The fragility of mobility: the curse of pain meds


I still am unsure what triggered things exactly, but a very unpleasant feeling in my upper back and arms started to make itself known one Sunday evening a few weeks ago. The best comparison is that it felt like a severe muscle cramp: but unlike a leg cramp this one was impossible to relieve. Over the next few days, the cramping made itself at home in a variety of bi-lateral muscle groups in my upper body.

After several worried visits to health-care pros of various flavors, resulting in CT scans, Doppler Ultra-sound investigations, blood work and lab tests, plus Chiropractic manipulation (ongoing), I am back to a point where I can sit at a keyboard and do what passes for work. But being analytical by nature (my family put the stress on the first syllable), now is the time for serious reflection: What happened, Why, and How can it be prevented from happening again?
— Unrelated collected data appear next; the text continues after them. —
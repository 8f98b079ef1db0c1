//! `sf-core`: foundational types for the `steelflow` simulation.
//!
//! This crate is a dependency of every other `sf-*` crate.  It has no `sf-*`
//! dependencies and few external ones (`rand`, `chrono`, `thiserror`, plus
//! optional `serde`).
//!
//! # What lives here
//!
//! | Module          | Contents                                              |
//! |-----------------|-------------------------------------------------------|
//! | [`ids`]         | `LocationId`, `PlantId`, `RakeId`                     |
//! | [`calendar`]    | `SimCalendar`, hour/duration conversion, timestamps   |
//! | [`rng`]         | `SimRng` (explicitly seeded, one per stage)           |
//! | [`material`]    | `Material`, `MaterialFlow`                            |
//! | [`units`]       | tonnage constants and 2-decimal rounding              |
//! | [`error`]       | `SfError`, `SfResult`                                 |
//!
//! # Feature flags
//!
//! | Flag    | Effect                                                     |
//! |---------|------------------------------------------------------------|
//! | `serde` | Adds `Serialize`/`Deserialize` to all public types and the |
//! |         | [`calendar::datetime_format`] field adapter.               |

pub mod calendar;
pub mod error;
pub mod ids;
pub mod material;
pub mod rng;
pub mod units;

#[cfg(test)]
mod tests;

// ── Re-exports ────────────────────────────────────────────────────────────────

pub use calendar::SimCalendar;
pub use error::{SfError, SfResult};
pub use ids::{LocationId, PlantId, RakeId};
pub use material::{Material, MaterialFlow};
pub use rng::SimRng;
pub use units::{round2, TONNES_PER_MT};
Like many of you, I kid myself that my daily activities include enough stretching and flexing to keep my back in top shape. Again, like many of you and especially during the winter months, the bulk of my every-day chores revolve around sitting at a desk, tapping away at a computer, dialing a phone or standing at a whiteboard talking. The opportunities to bend, reach, twist and generally counter the effects of spending hours relatively motionless are few and far between. My principle non-sedentary work-related activity revolves around heaving equipment onto my back and lugging it to the water’s edge and falling in… or efforts to that effect. These underwater episodes are usually bracketed by long drives.

All in all, not the recipe for a happy back. In fact a very good recipe — perhaps prescription is a better word — for a very bad back, and that is what I’ve got.

But to look on the bright side, the events of my past few weeks have served as a graphic warning and compelling reason not to let this sort of thing happen again. I will be revisiting the frequency and intensity of my personal back-care program, and while it does look as though my chiropractor and I are going to be seeing a lot of each other, I can also see a yoga class in my future.

My best guess for the cause of all the trauma and pain and resorting to bottles of pain-killing meds is complacency. Over the past few months my workout schedule has sucked. And I am reaping the results. Mea Culpa.

Please learn from my example… stand up right now and stretch.

And by the way, my resistance to hard-core opiates such as percocet is low. They send me into a soft-edged landscape populated by characters out of a Robert Crumb cartoon with Jimi Hendrix playing the theme music. Only trouble with this seemingly ideal cop-out, it that to an outside observer I appear normal… according to my wife, more lucid than normal. And apparently at various points in the first week of this “back episode”, I engaged in long and detailed conversations with people in person and on the phone, and via email. I can remember nothing. At least the emails I can read, but if we spoke during the second week of April, do us both a favor and call me back!

Take care and dive safe… and exercise that back!

2 thoughts on “The fragility of mobility: the curse of pain meds

  1. Sorry to hear about your back; I’ve been there for about ten years now. Your description of Percocet-land, however, made me LOL!

  2. Hendrix works well with Crumb cartoons or damn near anything. You could have gotten Barry Manilow and been irreparably damaged.